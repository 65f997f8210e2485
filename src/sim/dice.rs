//! Injectable randomness
//!
//! Gameplay draws random numbers in exactly two places: picking an
//! escalation feature and the lateral kick of a relaunch. Both go through
//! `Dice` so tests can script outcomes.

use std::collections::VecDeque;

use rand::{Rng, SeedableRng};
use rand_pcg::Pcg32;

use super::escalation::Feature;

/// Random decisions the game makes
pub trait Dice {
    /// Uniformly pick one of the five escalation features
    fn pick_feature(&mut self) -> Feature;

    /// Uniform value in `[-range, range]`
    fn lateral(&mut self, range: f32) -> f32;
}

/// Dice backed by a seeded PCG generator
#[derive(Debug, Clone)]
pub struct RngDice<R = Pcg32> {
    rng: R,
}

impl RngDice<Pcg32> {
    pub fn from_seed(seed: u64) -> Self {
        Self {
            rng: Pcg32::seed_from_u64(seed),
        }
    }
}

impl<R: Rng> RngDice<R> {
    pub fn new(rng: R) -> Self {
        Self { rng }
    }
}

impl<R: Rng> Dice for RngDice<R> {
    fn pick_feature(&mut self) -> Feature {
        Feature::ALL[self.rng.random_range(0..Feature::ALL.len())]
    }

    fn lateral(&mut self, range: f32) -> f32 {
        if range <= 0.0 {
            return 0.0;
        }
        self.rng.random_range(-range..=range)
    }
}

/// Dice that replay queued outcomes. Empty queues fall back to the first
/// feature and a straight launch.
#[derive(Debug, Clone, Default)]
pub struct ScriptedDice {
    features: VecDeque<Feature>,
    laterals: VecDeque<f32>,
}

impl ScriptedDice {
    pub fn new() -> Self {
        Self::default()
    }

    pub fn with_features(features: impl IntoIterator<Item = Feature>) -> Self {
        Self {
            features: features.into_iter().collect(),
            laterals: VecDeque::new(),
        }
    }

    pub fn push_feature(&mut self, feature: Feature) {
        self.features.push_back(feature);
    }

    pub fn push_lateral(&mut self, lateral: f32) {
        self.laterals.push_back(lateral);
    }
}

impl Dice for ScriptedDice {
    fn pick_feature(&mut self) -> Feature {
        self.features.pop_front().unwrap_or(Feature::ALL[0])
    }

    fn lateral(&mut self, range: f32) -> f32 {
        self.laterals
            .pop_front()
            .unwrap_or(0.0)
            .clamp(-range, range)
    }
}
//! Contact classification
//!
//! Turns raw (phase, role, role) contact callbacks into semantic events.
//! Classification is symmetric: the physics engine reports bodies in no
//! particular order. Repeated callbacks for one physical collision are NOT
//! filtered here; the rally machine does that.

use serde::{Deserialize, Serialize};

use super::body::BodyRole;

/// Phase of a contact callback
#[derive(Debug, Clone, Copy, PartialEq, Eq, Serialize, Deserialize)]
pub enum ContactPhase {
    Begin,
    Persist,
    End,
}

/// Semantic collision event
#[derive(Debug, Clone, Copy, PartialEq, Eq, Serialize, Deserialize)]
pub enum CollisionEvent {
    PuckHitDefenderBoundary,
    PuckHitAttackerBoundary,
    PuckHitStriker,
    StrikerHitLeftWall,
    StrikerHitRightWall,
    /// Striker and puck are still touching
    StrikerPuckOngoing,
    /// Striker stopped touching a side wall or the puck
    StrikerContactEnded,
}

impl CollisionEvent {
    /// Whether the striker's accumulated force should be dropped, so it does
    /// not bounce or drift after the contact.
    pub fn clears_striker_forces(&self) -> bool {
        matches!(
            self,
            CollisionEvent::StrikerHitLeftWall
                | CollisionEvent::StrikerHitRightWall
                | CollisionEvent::StrikerPuckOngoing
                | CollisionEvent::StrikerContactEnded
        )
    }

    /// Events that feed the rally machine
    pub fn is_rally_event(&self) -> bool {
        matches!(
            self,
            CollisionEvent::PuckHitDefenderBoundary
                | CollisionEvent::PuckHitAttackerBoundary
                | CollisionEvent::PuckHitStriker
        )
    }
}

/// Classify a contact callback. Pairs with no gameplay meaning yield `None`.
pub fn classify(phase: ContactPhase, a: BodyRole, b: BodyRole) -> Option<CollisionEvent> {
    use BodyRole::*;

    // Order the pair so each arm only has to match one orientation
    let (a, b) = if rank(a) <= rank(b) { (a, b) } else { (b, a) };

    match (phase, a, b) {
        (ContactPhase::Begin, Puck, DefenderBoundary) => {
            Some(CollisionEvent::PuckHitDefenderBoundary)
        }
        (ContactPhase::Begin, Puck, AttackerBoundary) => {
            Some(CollisionEvent::PuckHitAttackerBoundary)
        }
        (ContactPhase::Begin, Puck, Striker) => Some(CollisionEvent::PuckHitStriker),
        (ContactPhase::Begin, Striker, StrikerLeftWall) => Some(CollisionEvent::StrikerHitLeftWall),
        (ContactPhase::Begin, Striker, StrikerRightWall) => {
            Some(CollisionEvent::StrikerHitRightWall)
        }
        (ContactPhase::Persist, Puck, Striker) => Some(CollisionEvent::StrikerPuckOngoing),
        (ContactPhase::End, Puck, Striker)
        | (ContactPhase::End, Striker, StrikerLeftWall)
        | (ContactPhase::End, Striker, StrikerRightWall) => {
            Some(CollisionEvent::StrikerContactEnded)
        }
        _ => None,
    }
}

/// Classify by scene node names; unknown names are ignored
pub fn classify_named(phase: ContactPhase, a: &str, b: &str) -> Option<CollisionEvent> {
    let a = BodyRole::from_node_name(a)?;
    let b = BodyRole::from_node_name(b)?;
    classify(phase, a, b)
}

fn rank(role: BodyRole) -> u8 {
    match role {
        BodyRole::Puck => 0,
        BodyRole::Striker => 1,
        BodyRole::DefenderBoundary => 2,
        BodyRole::AttackerBoundary => 3,
        BodyRole::StrikerLeftWall => 4,
        BodyRole::StrikerRightWall => 5,
        BodyRole::PuckLeftWall => 6,
        BodyRole::PuckRightWall => 7,
    }
}

#[cfg(test)]
mod tests {
    use super::*;
    use proptest::prelude::*;

    #[test]
    fn test_begin_pairs() {
        assert_eq!(
            classify(ContactPhase::Begin, BodyRole::DefenderBoundary, BodyRole::Puck),
            Some(CollisionEvent::PuckHitDefenderBoundary)
        );
        assert_eq!(
            classify(ContactPhase::Begin, BodyRole::Puck, BodyRole::AttackerBoundary),
            Some(CollisionEvent::PuckHitAttackerBoundary)
        );
        assert_eq!(
            classify(ContactPhase::Begin, BodyRole::Striker, BodyRole::Puck),
            Some(CollisionEvent::PuckHitStriker)
        );
        assert_eq!(
            classify(ContactPhase::Begin, BodyRole::StrikerRightWall, BodyRole::Striker),
            Some(CollisionEvent::StrikerHitRightWall)
        );
    }

    #[test]
    fn test_puck_side_walls_are_silent() {
        assert_eq!(
            classify(ContactPhase::Begin, BodyRole::Puck, BodyRole::PuckLeftWall),
            None
        );
        assert_eq!(
            classify(ContactPhase::End, BodyRole::PuckRightWall, BodyRole::Puck),
            None
        );
    }

    #[test]
    fn test_persist_and_end_clear_striker() {
        let ongoing = classify(ContactPhase::Persist, BodyRole::Puck, BodyRole::Striker).unwrap();
        assert_eq!(ongoing, CollisionEvent::StrikerPuckOngoing);
        assert!(ongoing.clears_striker_forces());

        let ended =
            classify(ContactPhase::End, BodyRole::StrikerLeftWall, BodyRole::Striker).unwrap();
        assert_eq!(ended, CollisionEvent::StrikerContactEnded);
        assert!(ended.clears_striker_forces());

        // Persisting wall contact is not reported
        assert_eq!(
            classify(ContactPhase::Persist, BodyRole::Striker, BodyRole::StrikerLeftWall),
            None
        );
    }

    #[test]
    fn test_classify_named() {
        assert_eq!(
            classify_named(ContactPhase::Begin, "puck", "wallPlayer2"),
            Some(CollisionEvent::PuckHitAttackerBoundary)
        );
        assert_eq!(classify_named(ContactPhase::Begin, "puck", "lamp"), None);
    }

    fn any_role() -> impl Strategy<Value = BodyRole> {
        prop::sample::select(BodyRole::ALL.to_vec())
    }

    fn any_phase() -> impl Strategy<Value = ContactPhase> {
        prop::sample::select(vec![
            ContactPhase::Begin,
            ContactPhase::Persist,
            ContactPhase::End,
        ])
    }

    proptest! {
        #[test]
        fn prop_classify_is_symmetric(phase in any_phase(), a in any_role(), b in any_role()) {
            prop_assert_eq!(classify(phase, a, b), classify(phase, b, a));
        }
    }
}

Directions for this task:
Please say how many lines above contain "Option", number only.

Problem solution:
2